Air Link Framerate Insurance is a new feature for the Meta Quest 2 headset which resolves issues that some users may experience when the headset’s Air Link does not work well with their home wireless network.

Air Link is a feature of Quest and Quest 2 released last year that allows your headset to connect to your Wi-Fi network, allowing you to play PC VR games wirelessly.

like the oculus developer blog notes (thanks load VR), the problem with the headset connected to your PC via Wi-Fi instead of a dedicated transmitter is that performance is often dependent on Wi-Fi signal strength. So if there is any interference, you will experience judder or frame drops which are not ideal when playing VR video games. In fact, this kind of crash can have disastrous consequences for users who are already prone to getting sick in VR.

Air Link Frame Insurance (AFI) is an experimental feature in Quest 2 to mitigate network interference by generating a synthetic frame whenever a frame is dropped due to network issues. It does this by looking at the movement between previous frames and essentially gives a rough estimate of what it should be like for your gameplay to remain as smooth as possible.

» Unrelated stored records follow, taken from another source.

//! Adoption application model.
//!
//! An application is written once per submission and never edited or removed here.

mod request;
pub use request::*;

use chrono::{DateTime, Utc};
use serde::{Deserialize, Serialize};
use utoipa::ToSchema;

#[derive(Debug, Clone, Serialize, Deserialize, PartialEq, ToSchema)]
pub struct AdoptionApplication {
    pub id: String,
    pub cat_id: String,
    pub applicant_name: String,
    pub applicant_email: String,
    pub applicant_phone: String,
    pub applicant_location: String,
    pub message: String,
    pub created_at: DateTime<Utc>,
}

/// Returned to the applicant after a successful submission.
#[derive(Debug, Clone, Serialize, Deserialize, PartialEq, ToSchema)]
pub struct AdoptionApplicationResponse {
    pub id: String,
    pub cat_id: String,
    pub cat_name: String,
    pub created_at: DateTime<Utc>,
}

impl AdoptionApplicationResponse {
    pub fn new(application: &AdoptionApplication, cat_name: &str) -> Self {
        Self {
            id: application.id.clone(),
            cat_id: application.cat_id.clone(),
            cat_name: cat_name.to_string(),
            created_at: application.created_at,
        }
    }
}
//! Adoption application submission.
//!
//! Applications are validated before anything is read or written, then accepted
//! only for a cat that is currently listed in the catalog.

use std::sync::Arc;

use log::info;

use crate::{
    metrics::APPLICATIONS_SUBMITTED,
    models::{AdoptionApplicationRequest, AdoptionApplicationResponse, ApiError, RepositoryError},
    repositories::{ApplicationRepository, CatRepository},
    services::catalog::cat_not_found,
};

pub struct AdoptionService<C, A>
where
    C: CatRepository,
    A: ApplicationRepository,
{
    cat_repository: Arc<C>,
    application_repository: Arc<A>,
}

impl<C, A> AdoptionService<C, A>
where
    C: CatRepository,
    A: ApplicationRepository,
{
    pub fn new(cat_repository: Arc<C>, application_repository: Arc<A>) -> Self {
        Self {
            cat_repository,
            application_repository,
        }
    }

    pub async fn submit(
        &self,
        cat_id: &str,
        request: AdoptionApplicationRequest,
    ) -> Result<AdoptionApplicationResponse, ApiError> {
        let application = request.into_application(cat_id)?;

        let cat = match self.cat_repository.get_by_id(cat_id.to_string()).await {
            Ok(cat) if cat.is_available => cat,
            Ok(_) | Err(RepositoryError::NotFound(_)) => return Err(cat_not_found(cat_id)),
            Err(e) => return Err(e.into()),
        };

        let stored = self.application_repository.create(application).await?;
        APPLICATIONS_SUBMITTED.inc();
        info!(
            "Adoption application {} submitted for cat {}",
            stored.id, stored.cat_id
        );

        Ok(AdoptionApplicationResponse::new(&stored, &cat.name))
    }
}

AFI is disabled by default, so you’ll have to launch the Oculus Debug Tool (ODT) and set the “Mobile ASW” dropdown to “Enabled – Framerate Insurance.

PC ASW (Asynchronous Spacewarp) is a similar feature that synthetically generates all other frames to reduce the workload on your PC.

Meta recommends leaving PC ASW on when you enable AFI to ensure maximum latency mitigation. If you are concerned about resource consumption, disable PC ASW whenever AFI is enabled. Meta also notes that the AFI doesn’t yet support 120Hz, so make sure you have your headset set to 90Hz or you’ll be hit by “significant artifacts of judder and latency”.

While AFI is not a panacea for bad Wi-Fi, it does serve for occasional signal problems. If the signal is consistently bad, the AFI will not have enough real frames to analyze and generate the false ones correctly. So, if your router is a little older and on its last legs, consider choosing a new game router for the cleanest Wi-Fi signal.